For the standard "Lover Man," Hurel followed an introduction of arpeggios and roaming chords, suggestive of high romanticism, with an intense rhythmic reinterpretation of the song's phrases. Sofferman and Råberg closely followed the pianist with subtle shifts in time that demonstrated the trio's tightly woven coherence. A long introduction to "Autumn Leaves" featured the drummer and bassist, Sofferman producing an eerie sound by rubbing his cymbal and Råberg using his bow's handle to create a thin tremolo.



Several Hurel originals were in a modal style with a driving, march-like groove. "Communion of Five" started with drums and bass establishing the 5/4 meter, while the droning fifths in Hurel's left hand suggested another source for the tune's title. The pianist's melismatic improvisation gave way to Råberg's bowed solo, which he colored with bowed tremulo and harmonics.



The compelling "Welcome" built a march-like momentum over broken octaves on a single chord that eventually changed. The folkish melody varied slightly in each segment but invariably ended with a cadential figure of II-III-I. Toward the end, Sofferman played a solo with his hands while Hurel supplied a repeated chord pattern.



Announcing "Paris-Somerville," Hurel observed wryly that one doesn't always make with full knowledge the decisions that shape one's life.
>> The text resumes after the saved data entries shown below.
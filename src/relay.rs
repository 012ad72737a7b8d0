//! The contract a relay node exposes to its bridges.
//!
//! The relay owns bridges, routes reassembled packets, forwards
//! administrative commands to connectors and collects log records. Bridges
//! only ever call into it through [`Relay`].

use std::{fmt, sync::Arc};

use thiserror::Error;

use crate::{bridge::DeviceBridge, identity::DeviceId};

/// Failure returned by a relay refusing a packet or command.
#[derive(Debug, Error)]
#[error("relay refused delivery: {reason}")]
pub struct RelayError {
    reason: String,
}

impl RelayError {
    /// Create an error with a human-readable reason.
    pub fn new(reason: impl Into<String>) -> Self {
        Self {
            reason: reason.into(),
        }
    }

    /// Return the reason given by the relay.
    #[must_use]
    pub fn reason(&self) -> &str { &self.reason }
}

/// Severity attached to a [`LogMessage`].
#[derive(Clone, Copy, Debug, PartialEq, Eq, Hash)]
pub enum Severity {
    Information,
    Warning,
    Error,
    Debug,
}

impl fmt::Display for Severity {
    fn fmt(&self, f: &mut fmt::Formatter<'_>) -> fmt::Result {
        f.write_str(match self {
            Self::Information => "information",
            Self::Warning => "warning",
            Self::Error => "error",
            Self::Debug => "debug",
        })
    }
}

/// Log record forwarded from a bridge to its relay.
#[derive(Clone, Debug, PartialEq, Eq)]
pub struct LogMessage {
    pub body: String,
    pub severity: Severity,
}

impl LogMessage {
    /// Create a record with an explicit severity.
    pub fn new(body: impl Into<String>, severity: Severity) -> Self {
        Self {
            body: body.into(),
            severity,
        }
    }

    /// Create an informational record.
    pub fn info(body: impl Into<String>) -> Self { Self::new(body, Severity::Information) }

    /// Create a warning record.
    pub fn warning(body: impl Into<String>) -> Self { Self::new(body, Severity::Warning) }

    /// Create an error record.
    pub fn error(body: impl Into<String>) -> Self { Self::new(body, Severity::Error) }
}

impl fmt::Display for LogMessage {
    fn fmt(&self, f: &mut fmt::Formatter<'_>) -> fmt::Result {
        write!(f, "[{}] {}", self.severity, self.body)
    }
}

/// Relay node as seen from a bridge.
///
/// Bridges hold their relay weakly, so implementations are expected to own the
/// bridges (for example through a [`BridgeRegistry`](crate::BridgeRegistry))
/// and not the other way round.
pub trait Relay: Send + Sync {
    /// Route a complete application packet received by `sender`.
    ///
    /// # Errors
    ///
    /// Returns [`RelayError`] if the packet cannot be routed.
    fn on_packet_received(&self, packet: &[u8], sender: &Arc<DeviceBridge>) -> Result<(), RelayError>;

    /// Deliver an administrative packet from `sender` toward a connector.
    ///
    /// # Errors
    ///
    /// Returns [`RelayError`] if no connector can take the command.
    fn post_command_to_connector(
        &self,
        packet: &[u8],
        sender: &Arc<DeviceBridge>,
    ) -> Result<(), RelayError>;

    /// Remove the bridge registered under `did`.
    fn detach_device(&self, did: DeviceId);

    /// Record a log message originating from the bridge `did`.
    fn log(&self, message: LogMessage, did: DeviceId);
}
Reflecting the amusing juxtaposition in the title, the 3/4-time piece veered from pretty and Satie-ish to choppy with oddly accented dissonances.



"Conception" had an even more personal story: having just married during the past year, Hurel and his wife were expecting a child. The 3/4-time free-form piece suggested a mysterious gestational journey, with shifts between major and minor and occasional sudden changes in tonality and volume. A few bars of a child-like tune made an abrupt but fitting end.



"New Era" reflected another kind of beginning, a new political administration. Without preliminaries, the trio launched the rousing, march-like tune, based on descending intervals. In the second half of the tune, each phrase ended with the unusual chordal progression of bVI-bVII-I (also used in "Welcome"). Sofferman punctuated the piece with a snappy solo on toms and snare drum.



The evening's sizable, appreciative audience attested to the local following that Hurel has built over the years. With his new trio, he seems well-positioned to gain the increased exposure that his playing and composition merit.